PROBLEM DESCRIPTION: From top to bottom, each entry below must be reproduced exactly.

MATERIAL SUPPLIED:
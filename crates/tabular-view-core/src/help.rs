use crate::keymap::Binding;
use crate::keymap::TableBindings;
use crate::render;
use ratatui::buffer::Buffer;
use ratatui::layout::Rect;
use ratatui::style::Style;
use ratatui::text::Span;

#[derive(Clone, Debug)]
pub struct HelpBarOptions {
    pub style: Style,
    pub key_style: Style,
    pub separator: String,
    pub space: String,
}

impl Default for HelpBarOptions {
    fn default() -> Self {
        Self {
            style: Style::default(),
            key_style: Style::default(),
            separator: " • ".to_string(),
            space: " ".to_string(),
        }
    }
}

/// One-line summary of key bindings, e.g. `j down • k up • enter open`.
#[derive(Clone, Debug, Default)]
pub struct HelpBar {
    bindings: Vec<Binding>,
    options: HelpBarOptions,
}

impl HelpBar {
    pub fn new(bindings: Vec<Binding>) -> Self {
        Self {
            bindings,
            options: HelpBarOptions::default(),
        }
    }

    pub fn with_options(bindings: Vec<Binding>, options: HelpBarOptions) -> Self {
        Self { bindings, options }
    }

    /// Help for a table using `bindings`; page keys only appear when `paginated`.
    pub fn for_table(bindings: &TableBindings, paginated: bool, options: HelpBarOptions) -> Self {
        Self::with_options(bindings.help(paginated), options)
    }

    pub fn set_bindings(&mut self, bindings: Vec<Binding>) {
        self.bindings = bindings;
    }

    pub fn render_ref(&self, area: Rect, buf: &mut Buffer) {
        if area.width == 0 || area.height == 0 {
            return;
        }

        let spans = self.to_spans();
        buf.set_style(area, self.options.style);
        render::render_spans_clipped(area.x, area.y, area.width, buf, &spans, self.options.style);
    }

    fn to_spans(&self) -> Vec<Span<'static>> {
        let mut spans: Vec<Span<'static>> = Vec::new();
        for (i, b) in self.bindings.iter().enumerate() {
            if i > 0 {
                spans.push(Span::styled(
                    self.options.separator.clone(),
                    self.options.style,
                ));
            }
            spans.push(Span::styled(b.help_key.clone(), self.options.key_style));
            spans.push(Span::styled(self.options.space.clone(), self.options.style));
            spans.push(Span::styled(b.help_desc.clone(), self.options.style));
        }
        spans
    }
}

#[cfg(test)]
mod tests {
    use super::*;

    fn row_text(buf: &Buffer) -> String {
        (0..buf.area.width)
            .map(|x| buf.cell((x, 0)).map(|c| c.symbol()).unwrap_or(" "))
            .collect()
    }

    #[test]
    fn narrow_area_is_clipped() {
        let hb = HelpBar::for_table(&TableBindings::default(), true, HelpBarOptions::default());
        let mut buf = Buffer::empty(Rect::new(0, 0, 3, 1));
        hb.render_ref(Rect::new(0, 0, 3, 1), &mut buf);
        assert_eq!(row_text(&buf).chars().count(), 3);
    }

    #[test]
    fn page_hints_follow_pagination() {
        let bindings = TableBindings::default();
        let area = Rect::new(0, 0, 120, 1);

        let mut buf = Buffer::empty(area);
        HelpBar::for_table(&bindings, false, HelpBarOptions::default()).render_ref(area, &mut buf);
        let plain = row_text(&buf);
        assert!(plain.contains("sort"), "{plain}");
        assert!(!plain.contains("next page"), "{plain}");

        let mut buf = Buffer::empty(area);
        HelpBar::for_table(&bindings, true, HelpBarOptions::default()).render_ref(area, &mut buf);
        let paged = row_text(&buf);
        assert!(paged.contains("next page"), "{paged}");
    }
}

OUTPUT FOR THIS EXERCISE:
filename crates/tabular-view-core/src/help.rs
use crate::keymap::Binding;
use crate::keymap::TableBindings;
use crate::render;
use ratatui::buffer::Buffer;
use ratatui::layout::Rect;
use ratatui::style::Style;
use ratatui::text::Span;

#[derive(Clone, Debug)]
pub struct HelpBarOptions {
    pub style: Style,
    pub key_style: Style,
    pub separator: String,
    pub space: String,
}

impl Default for HelpBarOptions {
    fn default() -> Self {
        Self {
            style: Style::default(),
            key_style: Style::default(),
            separator: " • ".to_string(),
            space: " ".to_string(),
        }
    }
}

/// One-line summary of key bindings, e.g. `j down • k up • enter open`.
#[derive(Clone, Debug, Default)]
pub struct HelpBar {
    bindings: Vec<Binding>,
    options: HelpBarOptions,
}

impl HelpBar {
    pub fn new(bindings: Vec<Binding>) -> Self {
        Self {
            bindings,
            options: HelpBarOptions::default(),
        }
    }

    pub fn with_options(bindings: Vec<Binding>, options: HelpBarOptions) -> Self {
        Self { bindings, options }
    }

    /// Help for a table using `bindings`; page keys only appear when `paginated`.
    pub fn for_table(bindings: &TableBindings, paginated: bool, options: HelpBarOptions) -> Self {
        Self::with_options(bindings.help(paginated), options)
    }

    pub fn set_bindings(&mut self, bindings: Vec<Binding>) {
        self.bindings = bindings;
    }

    pub fn render_ref(&self, area: Rect, buf: &mut Buffer) {
        if area.width == 0 || area.height == 0 {
            return;
        }

        let spans = self.to_spans();
        buf.set_style(area, self.options.style);
        render::render_spans_clipped(area.x, area.y, area.width, buf, &spans, self.options.style);
    }

    fn to_spans(&self) -> Vec<Span<'static>> {
        let mut spans: Vec<Span<'static>> = Vec::new();
        for (i, b) in self.bindings.iter().enumerate() {
            if i > 0 {
                spans.push(Span::styled(
                    self.options.separator.clone(),
                    self.options.style,
                ));
            }
            spans.push(Span::styled(b.help_key.clone(), self.options.key_style));
            spans.push(Span::styled(self.options.space.clone(), self.options.style));
            spans.push(Span::styled(b.help_desc.clone(), self.options.style));
        }
        spans
    }
}

#[cfg(test)]
mod tests {
    use super::*;

    fn row_text(buf: &Buffer) -> String {
        (0..buf.area.width)
            .map(|x| buf.cell((x, 0)).map(|c| c.symbol()).unwrap_or(" "))
            .collect()
    }

    #[test]
    fn narrow_area_is_clipped() {
        let hb = HelpBar::for_table(&TableBindings::default(), true, HelpBarOptions::default());
        let mut buf = Buffer::empty(Rect::new(0, 0, 3, 1));
        hb.render_ref(Rect::new(0, 0, 3, 1), &mut buf);
        assert_eq!(row_text(&buf).chars().count(), 3);
    }

    #[test]
    fn page_hints_follow_pagination() {
        let bindings = TableBindings::default();
        let area = Rect::new(0, 0, 120, 1);

        let mut buf = Buffer::empty(area);
        HelpBar::for_table(&bindings, false, HelpBarOptions::default()).render_ref(area, &mut buf);
        let plain = row_text(&buf);
        assert!(plain.contains("sort"), "{plain}");
        assert!(!plain.contains("next page"), "{plain}");

        let mut buf = Buffer::empty(area);
        HelpBar::for_table(&bindings, true, HelpBarOptions::default()).render_ref(area, &mut buf);
        let paged = row_text(&buf);
        assert!(paged.contains("next page"), "{paged}");
    }
}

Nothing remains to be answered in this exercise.